IHRA Chair’s Statement on Ukraine and Babyn Yar

Ambassador Ann Bernes condemns Russia’s unprovoked and unjustified military aggression against Ukraine in her first act as IHRA Chair.

IHRA Chair Ambassador Ann Bernes states, “In my first act as IHRA Chair, I wish to echo yesterday’s United Nations General Assembly resolution and I condemn in the strongest possible terms Russia’s unprovoked and unjustified military aggression against Ukraine. By its illegal military actions, Russia is grossly violating international law and the principles of the UN Charter. I am shocked and deeply saddened by the violence and loss of life that have occurred in various parts of Ukraine over the past days.

“I reject the inaccurate and inappropriate use of the term ‘denazification’ to justify this aggression.
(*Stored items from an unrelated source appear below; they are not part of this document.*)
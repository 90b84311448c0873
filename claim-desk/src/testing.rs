//! Fixtures shared by the unit tests.

use async_trait::async_trait;
use serde_json::json;
use std::collections::VecDeque;
use std::sync::Mutex;
use std::sync::atomic::{AtomicUsize, Ordering};
use tokio::sync::oneshot;

use crate::{
    error::{DeskError, Result},
    input::ClaimInput,
    model::RoutingDecision,
    service::ClassificationService,
};

pub fn decision(
    claim_id: &str,
    team: &str,
    urgency: &str,
    customer_value: &str,
) -> RoutingDecision {
    serde_json::from_value(json!({
        "claim_id": claim_id,
        "assigned_team": team,
        "urgency": urgency,
        "risk_score": 0.5,
        "customer_value": customer_value,
        "reasoning": ["Routed by rule set"],
        "claim_data": { "claim_id": claim_id }
    }))
    .unwrap()
}

pub enum Reply<T> {
    Ready(Result<T>),
    /// Resolves when the test sends on the paired channel.
    Gated(oneshot::Receiver<Result<T>>),
}

impl<T> Reply<T> {
    async fn resolve(self) -> Result<T> {
        match self {
            Reply::Ready(result) => result,
            Reply::Gated(rx) => rx
                .await
                .unwrap_or_else(|_| Err(DeskError::FetchFailed("gate dropped".into()))),
        }
    }
}

/// A classification service that replays queued replies in order and counts calls.
#[derive(Default)]
pub struct ScriptedService {
    classify_replies: Mutex<VecDeque<Reply<RoutingDecision>>>,
    list_replies: Mutex<VecDeque<Reply<Vec<RoutingDecision>>>>,
    classify_calls: AtomicUsize,
    list_calls: AtomicUsize,
    last_team: Mutex<Option<Option<String>>>,
    last_input: Mutex<Option<ClaimInput>>,
}

impl ScriptedService {
    pub fn new() -> Self {
        Self::default()
    }

    pub fn push_classify(&self, reply: Reply<RoutingDecision>) {
        self.classify_replies.lock().unwrap().push_back(reply);
    }

    pub fn push_list(&self, reply: Reply<Vec<RoutingDecision>>) {
        self.list_replies.lock().unwrap().push_back(reply);
    }

    pub fn classify_calls(&self) -> usize {
        self.classify_calls.load(Ordering::SeqCst)
    }

    pub fn list_calls(&self) -> usize {
        self.list_calls.load(Ordering::SeqCst)
    }

    pub fn last_team(&self) -> Option<Option<String>> {
        self.last_team.lock().unwrap().clone()
    }

    pub fn last_input(&self) -> Option<ClaimInput> {
        self.last_input.lock().unwrap().clone()
    }

    /// Yields until `calls` reports at least `n`.
    pub async fn wait_for(&self, calls: impl Fn(&Self) -> usize, n: usize) {
        while calls(self) < n {
            tokio::task::yield_now().await;
        }
    }
}

#[async_trait]
impl ClassificationService for ScriptedService {
    async fn classify(&self, input: &ClaimInput) -> Result<RoutingDecision> {
        *self.last_input.lock().unwrap() = Some(input.clone());
        let reply = self.classify_replies.lock().unwrap().pop_front();
        self.classify_calls.fetch_add(1, Ordering::SeqCst);
        match reply {
            Some(reply) => reply.resolve().await,
            None => Err(DeskError::SubmissionFailed("no scripted reply".into())),
        }
    }

    async fn list_decisions(&self, team: Option<&str>) -> Result<Vec<RoutingDecision>> {
        *self.last_team.lock().unwrap() = Some(team.map(str::to_string));
        let reply = self.list_replies.lock().unwrap().pop_front();
        self.list_calls.fetch_add(1, Ordering::SeqCst);
        match reply {
            Some(reply) => reply.resolve().await,
            None => Err(DeskError::FetchFailed("no scripted reply".into())),
        }
    }

    async fn get_claim(&self, claim_id: &str) -> Result<RoutingDecision> {
        Err(DeskError::FetchFailed(format!("claim {claim_id} not scripted")))
    }

    async fn health(&self) -> Result<()> {
        Ok(())
    }
}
By comparing and equating Ukraine’s democratically elected government and their actions with the murderous policy of Nazi Germany, the history of the Holocaust is being grossly distorted and misused. Such distortion erodes our understanding of the Holocaust, disrespects its legacy and undermines democratic values.

“I also deplore the damage caused by air strikes carried out in the direct vicinity of Babyn Yar. Babyn Yar is a gravesite and place of memory for around 100,000 Jews, Roma, Ukrainian civilians, and Soviet prisoners of war who were brutally murdered by Nazi Germany and their collaborators. The preservation of authentic sites like Babyn Yar is essential to safeguard evidence of these crimes, to honor the victims and to allow space to grieve as well as learn.

“As IHRA Chair, I underline the importance of the international community’s ongoing efforts to counter Holocaust distortion and safeguard remembrance of the Holocaust. The IHRA contributes by strengthening Holocaust education, remembrance and research and by countering the influence of historical distortion, hate speech and incitement to violence and hatred.”

Babyn Yar was the site of one of the largest mass shootings of Jews in German-occupied Europe. It occurred on September 29–30, 1941. Germans continued to perpetrate mass murders at this killing site until just before the Soviets re-took control of Kyiv in 1943. During this period, Germans shot Jews, as well as Roma, Ukrainian civilians, and Soviet POWs.